Saved data entries

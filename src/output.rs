//! Output formatting for human and JSON modes
//!
//! This module provides structured output that can be rendered either as
//! human-readable text or machine-parseable JSON.

use std::fmt;

use colored::Colorize;
use serde::Serialize;

use crate::core::models::{MarketOffer, MatchType};

/// Output mode for the CLI
#[derive(Debug, Clone, Copy, PartialEq, Eq, Default)]
pub enum OutputMode {
    /// Human-readable output (default)
    #[default]
    Human,
    /// JSON output (machine-readable)
    Json,
}

/// Which pipeline mode produced a report
#[derive(Debug, Clone, Copy, PartialEq, Eq, Serialize)]
#[serde(rename_all = "snake_case")]
pub enum ReportMode {
    /// One market, unranked
    Detail,
    /// Every nearby market, ranked
    Compare,
}

/// Result of a detail or compare run
#[derive(Debug, Serialize)]
pub struct OfferReport {
    /// Mode that produced the offers
    pub mode: ReportMode,
    /// The evaluated shopping list
    pub list_id: String,
    /// Offers in output order
    pub offers: Vec<MarketOffer>,
}

impl OfferReport {
    /// Report for a comparison run
    #[must_use]
    pub fn compare(list_id: &str, offers: Vec<MarketOffer>) -> Self {
        Self {
            mode: ReportMode::Compare,
            list_id: list_id.to_string(),
            offers,
        }
    }

    /// Report for a single-market run
    #[must_use]
    pub fn detail(list_id: &str, offers: Vec<MarketOffer>) -> Self {
        Self {
            mode: ReportMode::Detail,
            list_id: list_id.to_string(),
            offers,
        }
    }

    /// Render the result based on output mode
    pub fn render(&self, mode: OutputMode) {
        match mode {
            OutputMode::Human => print!("{self}"),
            OutputMode::Json => self.render_json(),
        }
    }

    /// Human-readable rendering
    #[must_use]
    pub fn to_human(&self) -> String {
        self.to_string()
    }

    fn render_json(&self) {
        println!("{}", serde_json::to_string_pretty(self).unwrap_or_default());
    }
}

impl fmt::Display for OfferReport {
    fn fmt(&self, f: &mut fmt::Formatter<'_>) -> fmt::Result {
        if self.offers.is_empty() {
            return writeln!(f, "No market nearby can fulfil list {}.", self.list_id);
        }

        if self.mode == ReportMode::Compare {
            writeln!(f, "Compared {} market(s) for list {}\n", self.offers.len(), self.list_id)?;
        }

        for (rank, offer) in self.offers.iter().enumerate() {
            let title = offer.address.as_ref().map_or_else(
                || offer.name.clone(),
                |address| format!("{} ({address})", offer.name),
            );
            if offer.is_recommended {
                writeln!(f, "{:>2}. {} {}", rank + 1, title.bold(), "[recommended]".green())?;
            } else {
                writeln!(f, "{:>2}. {title}", rank + 1)?;
            }

            writeln!(
                f,
                "    total {:.2} | coverage {}% ({} missing, {} substituted) | {:.1} km | \
                 real cost {:.2}",
                offer.total_price,
                offer.coverage_percent,
                offer.missing_items_count,
                offer.substituted_items_count,
                offer.distance_km,
                offer.real_cost
            )?;
            writeln!(f, "    prices as of {}", offer.last_update.format("%Y-%m-%d %H:%M"))?;

            for m in &offer.matches {
                let line = format!(
                    "      - item {} x{} -> {} @ {:.2} [{}]",
                    m.list_item_id, m.quantity, m.name, m.price, m.match_type
                );
                if m.match_type == MatchType::CheapestSub {
                    writeln!(f, "{}", line.yellow())?;
                } else {
                    writeln!(f, "{line}")?;
                }
            }
            if !offer.missing_item_ids.is_empty() {
                writeln!(f, "      missing: {}", offer.missing_item_ids.join(", "))?;
            }
            writeln!(f)?;
        }
        Ok(())
    }
}

/// Generic operation result for simple commands
#[derive(Debug, Serialize)]
pub struct OperationResult {
    /// Whether the operation succeeded
    pub success: bool,
    /// Human-readable message
    pub message: String,
}

impl OperationResult {
    /// Render the result based on output mode
    pub fn render(&self, mode: OutputMode) {
        match mode {
            OutputMode::Human => println!("{}", self.message),
            OutputMode::Json => {
                println!("{}", serde_json::to_string_pretty(self).unwrap_or_default());
            },
        }
    }
}
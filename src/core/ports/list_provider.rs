//! Shopping list provider port

use super::super::models::ListItem;

/// Source of shopping list items with resolved product metadata
///
/// Errors are upstream failures and abort the request unchanged.
#[cfg_attr(test, mockall::automock)]
pub trait ListItemProvider: Send + Sync {
    /// All items of the given list
    fn list_items(&self, list_id: &str) -> anyhow::Result<Vec<ListItem>>;
}
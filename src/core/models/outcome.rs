//! Per-item match results

use chrono::{DateTime, Utc};
use serde::{Deserialize, Serialize};

use super::{CatalogEntry, ListItem, MatchType};

/// A list item fulfilled by a catalog entry
#[derive(Debug, Clone, PartialEq, Serialize, Deserialize)]
pub struct MatchOutcome {
    /// The list item this outcome fulfils
    pub list_item_id: String,

    /// Matched product id
    pub product_id: String,

    /// Matched product name
    pub name: String,

    /// Matched product brand
    #[serde(default, skip_serializing_if = "Option::is_none")]
    pub brand: Option<String>,

    /// Unit price of the matched entry
    pub price: f64,

    /// Units requested by the list item
    pub quantity: u32,

    /// `price * quantity`
    pub line_total: f64,

    /// How the match was made
    pub match_type: MatchType,

    /// Set when the requested brand could not be honoured
    pub is_substitution: bool,

    /// Price timestamp of the matched entry
    pub last_updated_at: DateTime<Utc>,
}

impl MatchOutcome {
    /// Build an outcome for `item` fulfilled by `entry`
    #[must_use]
    pub fn new(item: &ListItem, entry: &CatalogEntry, match_type: MatchType) -> Self {
        Self {
            list_item_id: item.id.clone(),
            product_id: entry.product_id.clone(),
            name: entry.product_name.clone(),
            brand: entry.product_brand.clone(),
            price: entry.price,
            quantity: item.quantity,
            line_total: entry.price * f64::from(item.quantity),
            match_type,
            is_substitution: match_type.is_substitution(),
            last_updated_at: entry.last_updated_at,
        }
    }
}

/// Result of resolving one list item against one catalog
#[derive(Debug, Clone, PartialEq)]
pub enum Resolution {
    /// The item can be fulfilled
    Matched(MatchOutcome),
    /// No acceptable catalog entry
    Missing {
        /// The unfulfilled list item
        list_item_id: String,
    },
}

impl Resolution {
    /// Classification of this resolution
    #[must_use]
    pub const fn match_type(&self) -> MatchType {
        match self {
            Self::Matched(outcome) => outcome.match_type,
            Self::Missing { .. } => MatchType::Missing,
        }
    }

    /// The list item this resolution belongs to
    #[must_use]
    pub fn list_item_id(&self) -> &str {
        match self {
            Self::Matched(outcome) => &outcome.list_item_id,
            Self::Missing { list_item_id } => list_item_id,
        }
    }

    /// The outcome, if matched
    #[must_use]
    pub const fn outcome(&self) -> Option<&MatchOutcome> {
        match self {
            Self::Matched(outcome) => Some(outcome),
            Self::Missing { .. } => None,
        }
    }
}
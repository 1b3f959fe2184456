//! CLI definitions and entry point

use std::path::PathBuf;

use clap::{Parser, Subcommand};

use super::commands;
use cartwise::output::OutputMode;

/// cartwise - Compare markets for a shopping list
#[derive(Parser, Debug)]
#[command(
    name = "cartwise",
    version,
    about = "Compare markets for a shopping list",
    long_about = "Rank nearby markets for a shopping list.\n\n\
                  Each market's catalog is matched against the list (exact product, \
                  brand variant or cheapest substitute) and markets are ordered by \
                  missing items, then by price plus round-trip travel cost."
)]
pub struct Cli {
    /// Enable verbose output
    #[arg(short, long, global = true)]
    pub verbose: bool,

    /// Output in JSON format (machine-readable)
    #[arg(long, global = true)]
    pub json: bool,

    /// Engine config file (TOML)
    #[arg(short, long, global = true)]
    pub config: Option<PathBuf>,

    #[command(subcommand)]
    pub command: Option<Command>,
}

#[derive(Subcommand, Debug)]
pub enum Command {
    /// Compare every market within a radius of the user
    Compare {
        /// Snapshot file with lists, markets and catalogs (JSON)
        #[arg(short, long)]
        snapshot: PathBuf,

        /// Shopping list id
        #[arg(short, long)]
        list: String,

        /// User latitude
        #[arg(long, allow_negative_numbers = true)]
        lat: Option<f64>,

        /// User longitude
        #[arg(long, allow_negative_numbers = true)]
        lng: Option<f64>,

        /// Search radius in km
        #[arg(short, long, default_value_t = 5.0, allow_negative_numbers = true)]
        radius: f64,
    },

    /// Evaluate a single market
    Detail {
        /// Snapshot file with lists, markets and catalogs (JSON)
        #[arg(short, long)]
        snapshot: PathBuf,

        /// Shopping list id
        #[arg(short, long)]
        list: String,

        /// Market id
        #[arg(short, long)]
        market: String,

        /// User latitude (for the distance figure)
        #[arg(long, allow_negative_numbers = true, requires = "lng")]
        lat: Option<f64>,

        /// User longitude (for the distance figure)
        #[arg(long, allow_negative_numbers = true, requires = "lat")]
        lng: Option<f64>,
    },

    /// Manage the engine config
    Config {
        #[command(subcommand)]
        action: ConfigAction,
    },

    /// Show version
    Version,
}

#[derive(Subcommand, Debug)]
pub enum ConfigAction {
    /// Write the default engine config
    Init {
        /// Destination (defaults to ~/.cartwise/engine.toml)
        #[arg(short, long)]
        path: Option<PathBuf>,

        /// Overwrite an existing file
        #[arg(short, long)]
        force: bool,
    },

    /// Print the effective engine config
    Show,
}

/// Run the CLI
pub fn run() -> anyhow::Result<()> {
    let cli = Cli::parse();

    if cli.verbose {
        env_logger::Builder::from_env(env_logger::Env::default().default_filter_or("debug")).init();
    } else {
        env_logger::Builder::from_env(env_logger::Env::default().default_filter_or("info")).init();
    }

    let output_mode = if cli.json {
        OutputMode::Json
    } else {
        OutputMode::Human
    };
    let config = cli.config.as_deref();

    match cli.command {
        Some(Command::Compare {
            snapshot,
            list,
            lat,
            lng,
            radius,
        }) => commands::compare(&snapshot, &list, lat.zip(lng), radius, config, output_mode),
        Some(Command::Detail {
            snapshot,
            list,
            market,
            lat,
            lng,
        }) => commands::detail(&snapshot, &list, &market, lat.zip(lng), config, output_mode),
        Some(Command::Config { action }) => commands::config(action, config, output_mode),
        Some(Command::Version) => {
            if output_mode == OutputMode::Json {
                println!(
                    "{}",
                    serde_json::json!({
                        "version": cartwise::VERSION
                    })
                );
            } else {
                println!("cartwise v{}", cartwise::VERSION);
            }
            Ok(())
        },
        None => {
            if output_mode == OutputMode::Json {
                println!(
                    "{}",
                    serde_json::json!({
                        "version": cartwise::VERSION,
                        "hint": "Use --help for usage"
                    })
                );
            } else {
                println!("cartwise v{}", cartwise::VERSION);
                println!("Compare markets for a shopping list. Use --help for usage.");
            }
            Ok(())
        },
    }
}
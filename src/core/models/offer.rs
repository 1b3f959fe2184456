//! Market offer model
//!
//! The scored view of one market for one shopping list.

use chrono::{DateTime, Utc};
use serde::{Deserialize, Serialize};

use super::MatchOutcome;

/// What one market can deliver for a shopping list, and at what cost
#[derive(Debug, Clone, PartialEq, Serialize, Deserialize)]
pub struct MarketOffer {
    /// Market identifier
    pub market_id: String,

    /// Market display name
    pub name: String,

    /// Market address
    #[serde(default, skip_serializing_if = "Option::is_none")]
    pub address: Option<String>,

    /// Sum of `price * quantity` over matched items
    pub total_price: f64,

    /// Distance from the user in km (0 when unknown)
    pub distance_km: f64,

    /// Items this market cannot fulfil
    pub missing_items_count: usize,

    /// Items fulfilled with a brand other than the requested one
    pub substituted_items_count: usize,

    /// Size of the shopping list
    pub total_items: usize,

    /// Rounded share of fulfilled items, 0..=100
    pub coverage_percent: u8,

    /// `total_price` plus round-trip travel cost (0 when nothing is priced)
    pub real_cost: f64,

    /// Top-ranked market in comparison mode
    pub is_recommended: bool,

    /// Newest price timestamp among matches
    pub last_update: DateTime<Utc>,

    /// Fulfilled items
    pub matches: Vec<MatchOutcome>,

    /// Ids of the items this market cannot fulfil
    #[serde(default)]
    pub missing_item_ids: Vec<String>,
}

impl MarketOffer {
    /// Whether this offer can fulfil anything usable
    #[must_use]
    pub fn is_usable(&self) -> bool {
        self.total_price > 0.0 && self.coverage_percent > 0
    }
}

(PROBLEM TO SOLVE) Select every line above that contains the word "address", and copy it.

(OUTPUT BELOW)
            let title = offer.address.as_ref().map_or_else(
                |address| format!("{} ({address})", offer.name),
    /// Market address
    pub address: Option<String>,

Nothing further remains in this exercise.